With his hand on the door, you wonder if he’s going to take you inside.  Suddenly you can imagine kissing him, your zipper down, the lacy camisole you wear under it, exposed.  You can picture him kissing your collarbone, up to your ear, saying he wants to lick chocolate from every inch of you.  No, not chocolate.  Nougat.  Stickier.  You wonder if you’d vomit anyway, not from him, but the sugar.  The thought of anything dipped in chocolate makes you queasy.  Maybe do away with licking things off you entirely.  Pretend you’re just sweating, hard, and he’s dragging you behind one of the vats, pressing you against the wall, and kissing you with those lips.  Those dangerous lips, Danger Boy’s dangerous lips.  Maybe you’d even forget about the time limit, in your stupor.  You might even really risk expiring in his arms.  Maybe.  Or maybe he devises a way to make out with you on a swing-shift.  Five minutes inside, making out, five minutes out, getting water, cooling your red features, flamed from the excitement of his kiss.

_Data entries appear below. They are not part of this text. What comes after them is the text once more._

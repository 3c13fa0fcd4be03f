use crate::artifacts::locator::BLOCK_KEYWORDS;
use crate::artifacts::locator::dotted_path::DottedPath;
use crate::artifacts::locator::span::BlockSpan;
use crate::artifacts::locator::token::{Token, TokenKind};
use std::ops::ControlFlow;

#[derive(Debug, Clone, Copy, PartialEq, Eq)]
enum Phase {
    /// Looking for the header of the next path segment
    Traversing,
    /// A segment's header matched; its logical line has not ended yet
    HeaderLine { last_segment: bool },
    /// The header's logical line ended; an indent must open its body
    AwaitingBody {
        last_segment: bool,
        header_end_line: usize,
    },
    /// Inside the located body, waiting for the dedent that closes it
    InBody,
    Finished,
}

/// One-shot state of a block lookup, fed one token at a time.
///
/// Segments of the path are matched against the first `def`/`class` header
/// carrying that name, in token order. Once an intermediate segment matched,
/// dedenting back to its header depth means the remaining segments are not
/// inside it and the lookup fails.
#[derive(Debug, Clone)]
pub struct ScanState<'p> {
    remaining: &'p [String],
    indent_depth: usize,
    match_depth: Option<usize>,
    body_start_depth: Option<usize>,
    body_start_line: Option<usize>,
    end_line: Option<usize>,
    after_keyword: bool,
    phase: Phase,
}

impl<'p> ScanState<'p> {
    pub fn new(path: &'p DottedPath) -> Self {
        ScanState {
            remaining: path.segments(),
            indent_depth: 0,
            match_depth: None,
            body_start_depth: None,
            body_start_line: None,
            end_line: None,
            after_keyword: false,
            phase: Phase::Traversing,
        }
    }

    pub fn is_finished(&self) -> bool {
        self.phase == Phase::Finished
    }

    pub fn span(&self) -> BlockSpan {
        BlockSpan::new(self.body_start_line, self.end_line)
    }

    /// Advances the scan by one token, breaking once no further token can
    /// change the result.
    pub fn feed(&mut self, token: &Token<'_>) -> ControlFlow<()> {
        match token.kind {
            TokenKind::Indent => self.indent_depth += 1,
            TokenKind::Dedent => self.indent_depth = self.indent_depth.saturating_sub(1),
            _ => {}
        }

        match self.phase {
            Phase::Traversing => self.traverse(token),
            Phase::HeaderLine { last_segment } => {
                if token.kind == TokenKind::Newline {
                    self.phase = Phase::AwaitingBody {
                        last_segment,
                        header_end_line: token.line(),
                    };
                }
            }
            Phase::AwaitingBody {
                last_segment,
                header_end_line,
            } => match (token.kind, last_segment) {
                (TokenKind::Indent, true) => self.phase = Phase::InBody,
                (TokenKind::Indent, false) => self.phase = Phase::Traversing,
                // the body sits on the header line itself
                (_, true) => self.finish(Some(header_end_line + 1)),
                (_, false) => self.fail(),
            },
            Phase::InBody => {
                if token.kind == TokenKind::Dedent
                    && self
                        .body_start_depth
                        .is_some_and(|depth| self.indent_depth <= depth)
                {
                    self.finish(Some(token.line()));
                }
            }
            Phase::Finished => {}
        }

        if self.is_finished() {
            ControlFlow::Break(())
        } else {
            ControlFlow::Continue(())
        }
    }

    fn traverse(&mut self, token: &Token<'_>) {
        if token.kind == TokenKind::Dedent
            && self
                .match_depth
                .is_some_and(|depth| self.indent_depth <= depth)
        {
            self.fail();
            return;
        }

        if self.after_keyword {
            self.after_keyword = false;

            let Some((segment, rest)) = self.remaining.split_first() else {
                return;
            };

            if token.kind == TokenKind::Name && token.text == segment.as_str() {
                self.remaining = rest;
                self.match_depth = Some(self.indent_depth);

                let last_segment = rest.is_empty();
                if last_segment {
                    self.body_start_line = Some(token.line());
                    self.body_start_depth = Some(self.indent_depth);
                }
                self.phase = Phase::HeaderLine { last_segment };
            }
            return;
        }

        if token.kind == TokenKind::Name && BLOCK_KEYWORDS.contains(token.text) {
            self.after_keyword = true;
        }
    }

    /// Gives up on a scan whose token stream broke off. A block that has
    /// not been closed yet is reported as not found.
    pub fn abort(&mut self) {
        if !self.is_finished() {
            self.fail();
        }
    }

    fn finish(&mut self, end_line: Option<usize>) {
        self.end_line = end_line;
        self.phase = Phase::Finished;
    }

    fn fail(&mut self) {
        self.body_start_line = None;
        self.body_start_depth = None;
        self.finish(None);
    }
}
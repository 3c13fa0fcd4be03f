use crate::artifacts::diff::hunk::group_hunks;
use crate::artifacts::diff::myers::{DiffAlgorithm, MyersDiff};

pub const DEFAULT_CONTEXT: usize = 3;

/// Renders a unified diff of `a` against `b`, one output line per element.
///
/// Returns no lines at all when the sequences are equal.
pub fn unified_diff<T>(a: &[T], b: &[T], from: &str, to: &str, context: usize) -> Vec<String>
where
    T: AsRef<str> + Eq + Clone,
{
    let edits = MyersDiff::new(a, b).diff();
    let hunks = group_hunks(&edits, context);

    if hunks.is_empty() {
        return Vec::new();
    }

    let mut lines = vec![format!("--- {from}"), format!("+++ {to}")];
    for hunk in hunks {
        lines.push(hunk.header());
        lines.extend(hunk.edits().iter().map(|edit| edit.as_line()));
    }

    lines
}
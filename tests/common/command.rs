use crate::common::file::{FileSpec, write_file};
use crate::common::{GIT_AUTHOR, GIT_DATE, GIT_EMAIL};
use assert_cmd::Command;
use assert_fs::TempDir;
use rstest::fixture;
use std::path::Path;

pub const APP_FILE: &str = "pkg/app.py";

#[fixture]
pub fn repository_dir() -> TempDir {
    TempDir::new().expect("Failed to create temp dir")
}

#[fixture]
pub fn app_source() -> String {
    r#"import os


class Handler:
    def run(self):
        a = 1
        return a

    def stop(self):
        pass
"#
    .to_string()
}

#[fixture]
pub fn changed_app_source() -> String {
    r#"import os


class Handler:
    def stop(self):
        pass

    def run(self):
        a = 2
        return a
"#
    .to_string()
}

#[fixture]
pub fn removed_app_source() -> String {
    r#"import os


class Handler:
    def stop(self):
        pass
"#
    .to_string()
}

/// A git repository whose `main` holds `pkg/app.py`, with branches where the
/// `Handler.run` block is unchanged, edited and deleted.
#[fixture]
pub fn branched_repository_dir(
    repository_dir: TempDir,
    app_source: String,
    changed_app_source: String,
    removed_app_source: String,
) -> TempDir {
    let dir = repository_dir.path();
    let app_file = dir.join(APP_FILE);

    git(dir, &["init", "-q"]);
    git(dir, &["symbolic-ref", "HEAD", "refs/heads/main"]);

    write_file(FileSpec::new(app_file.clone(), app_source));
    git(dir, &["add", "."]);
    git_commit(dir, "Initial commit");

    git(dir, &["branch", "identical"]);

    git(dir, &["checkout", "-q", "-b", "changed"]);
    write_file(FileSpec::new(app_file.clone(), changed_app_source));
    git_commit(dir, "Change run");

    git(dir, &["checkout", "-q", "-b", "removed", "main"]);
    write_file(FileSpec::new(app_file, removed_app_source));
    git_commit(dir, "Remove run");

    git(dir, &["checkout", "-q", "main"]);

    repository_dir
}

pub fn run_branchdiff_command(dir: &Path, args: &[&str]) -> Command {
    let mut cmd = Command::cargo_bin("branchdiff").expect("Failed to find branchdiff binary");
    cmd.envs(vec![("NO_PAGER", "1"), ("NO_COLOR", "1")]);
    cmd.env_remove("BRANCHDIFF_LOG");
    cmd.current_dir(dir);
    for arg in args {
        cmd.arg(arg);
    }
    cmd
}

pub fn run_git_command(dir: &Path, args: &[&str]) -> Command {
    let mut cmd = Command::new("git");
    cmd.envs(vec![
        ("GIT_AUTHOR_NAME", GIT_AUTHOR),
        ("GIT_AUTHOR_EMAIL", GIT_EMAIL),
        ("GIT_AUTHOR_DATE", GIT_DATE),
        ("GIT_COMMITTER_NAME", GIT_AUTHOR),
        ("GIT_COMMITTER_EMAIL", GIT_EMAIL),
        ("GIT_COMMITTER_DATE", GIT_DATE),
    ]);
    cmd.current_dir(dir);
    for arg in args {
        cmd.arg(arg);
    }
    cmd
}

pub fn git(dir: &Path, args: &[&str]) {
    run_git_command(dir, args).assert().success();
}

pub fn git_commit(dir: &Path, message: &str) {
    git(dir, &["commit", "-q", "-a", "-m", message]);
}
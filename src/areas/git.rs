use crate::VcsKind;
use crate::areas::{VersionControl, command_output};
use crate::artifacts::branch::DEFAULT_BRANCH_CANDIDATES;
use crate::artifacts::branch::branch_name::BranchName;
use crate::artifacts::branch::layout::BranchLayout;
use crate::artifacts::compare::ContentSource;
use crate::errors::BranchDiffError;
use anyhow::Context;
use std::path::{Path, PathBuf};
use std::process::{Command, Stdio};

const GIT: &str = "git";
const SHORT_COMMIT_LENGTH: usize = 8;

/// Git work tree; branch copies are the same path on other local branches
#[derive(Debug)]
pub struct Git {
    work_tree: PathBuf,
}

impl Git {
    pub fn detect(dir: &Path) -> bool {
        Command::new(GIT)
            .args(["rev-parse", "--is-inside-work-tree"])
            .current_dir(dir)
            .stdout(Stdio::null())
            .stderr(Stdio::null())
            .status()
            .is_ok_and(|status| status.success())
    }

    pub fn open(dir: &Path) -> anyhow::Result<Self> {
        let top_level = command_output(
            GIT,
            &["rev-parse", "--show-toplevel"],
            dir,
            &dir.display().to_string(),
        )
        .with_context(|| format!("{} is not inside a git work tree", dir.display()))?;

        Ok(Git {
            work_tree: PathBuf::from(top_level.trim()),
        })
    }

    fn git(&self, args: &[&str], target: &str) -> Result<String, BranchDiffError> {
        command_output(GIT, args, &self.work_tree, target)
    }
}

impl ContentSource for Git {
    /// `target` is a `<revision>:<path>` spec
    fn fetch(&self, target: &str) -> Result<String, BranchDiffError> {
        self.git(&["show", target], target)
    }

    fn fetch_attribution(&self, target: &str) -> Result<Vec<String>, BranchDiffError> {
        let (revision, path) = target.split_once(':').ok_or_else(|| {
            BranchDiffError::fetch(target, "expected a <revision>:<path> target")
        })?;

        let output = self.git(&["blame", "--line-porcelain", revision, "--", path], target)?;
        Ok(parse_line_porcelain(&output))
    }
}

impl VersionControl for Git {
    fn kind(&self) -> VcsKind {
        VcsKind::Git
    }

    fn layout(&self, file: &Path) -> anyhow::Result<BranchLayout> {
        let file_name = file.display().to_string();
        let file_path = file.to_string_lossy();

        let relative_path = self
            .git(
                &["ls-files", "--full-name", "--error-unmatch", "--", &file_path],
                &file_name,
            )
            .map_err(|_| BranchDiffError::NotVersioned {
                file: file_name.clone(),
            })?;
        let relative_path = relative_path
            .lines()
            .next()
            .ok_or_else(|| BranchDiffError::NotVersioned { file: file_name })?;

        Ok(BranchLayout::new(
            self.work_tree.display().to_string(),
            relative_path.to_string(),
        ))
    }

    fn list_branches(&self, _layout: &BranchLayout) -> anyhow::Result<Vec<BranchName>> {
        let listing = self.git(
            &["for-each-ref", "--format=%(refname:short)", "refs/heads"],
            "refs/heads",
        )?;

        Ok(listing
            .lines()
            .map(|name| BranchName::try_parse(name.trim().to_string()))
            .collect::<Result<Vec<_>, _>>()?)
    }

    fn branch_target(&self, layout: &BranchLayout, branch: &BranchName) -> String {
        layout.revision_spec(branch.as_ref())
    }

    fn trunk_target(&self, layout: &BranchLayout) -> anyhow::Result<String> {
        let branches = self.list_branches(layout)?;

        DEFAULT_BRANCH_CANDIDATES
            .iter()
            .find(|candidate| branches.iter().any(|b| b.as_ref() == **candidate))
            .map(|trunk| layout.revision_spec(trunk))
            .ok_or_else(|| {
                anyhow::anyhow!(
                    "no default branch found, expected one of: {}",
                    DEFAULT_BRANCH_CANDIDATES.join(", ")
                )
            })
    }

    fn annotate_working(&self, file: &Path) -> Result<Vec<String>, BranchDiffError> {
        let file_path = file.to_string_lossy();
        let output = self.git(&["blame", "--line-porcelain", "--", &file_path], &file_path)?;

        Ok(parse_line_porcelain(&output))
    }
}

/// Turns `git blame --line-porcelain` output into `<commit> <author> <line>`
/// rows, one per source line.
fn parse_line_porcelain(output: &str) -> Vec<String> {
    let mut rows = Vec::new();
    let mut commit = "";
    let mut author = "";

    for line in output.lines() {
        if let Some(code) = line.strip_prefix('\t') {
            rows.push(format!("{commit} {author} {code}"));
        } else if let Some(name) = line.strip_prefix("author ") {
            author = name;
        } else if commit_header(line) {
            commit = &line[..SHORT_COMMIT_LENGTH];
        }
    }

    rows
}

fn commit_header(line: &str) -> bool {
    line.split(' ')
        .next()
        .is_some_and(|sha| sha.len() >= 40 && sha.chars().all(|c| c.is_ascii_hexdigit()))
}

What?  Where were you?  In the hall.  His hand is on the sign, his coveralls, no steal toed boots, his bump cap, his name tag, his ear plugs and the safety glasses.  “Didn’t happen here,” he says.  “But while Melissa fed her dog peanut butter in the change room, she asked I come in and sweep here too.  Not that I could, of course, because I needed a partner and by then the sixth line had broken and Skeletor had to pack chocolate into boxes manually.  So I went to mop the third floor where Earl and Skeletor had been sweeping.  I got to work the pressure hose for that too.  Had a bucket and soap, everything I needed.  I figured when they were done I’d get to the hot room.  But I never got to it.”  He leads the way at last toward the break room and you follow.  Before he’s even hit the doors, he’s pulled out his ear plugs and removed his bump cap and hair net.  You wait until you’re out.  It’s loud, and you’ll damage your hearing. 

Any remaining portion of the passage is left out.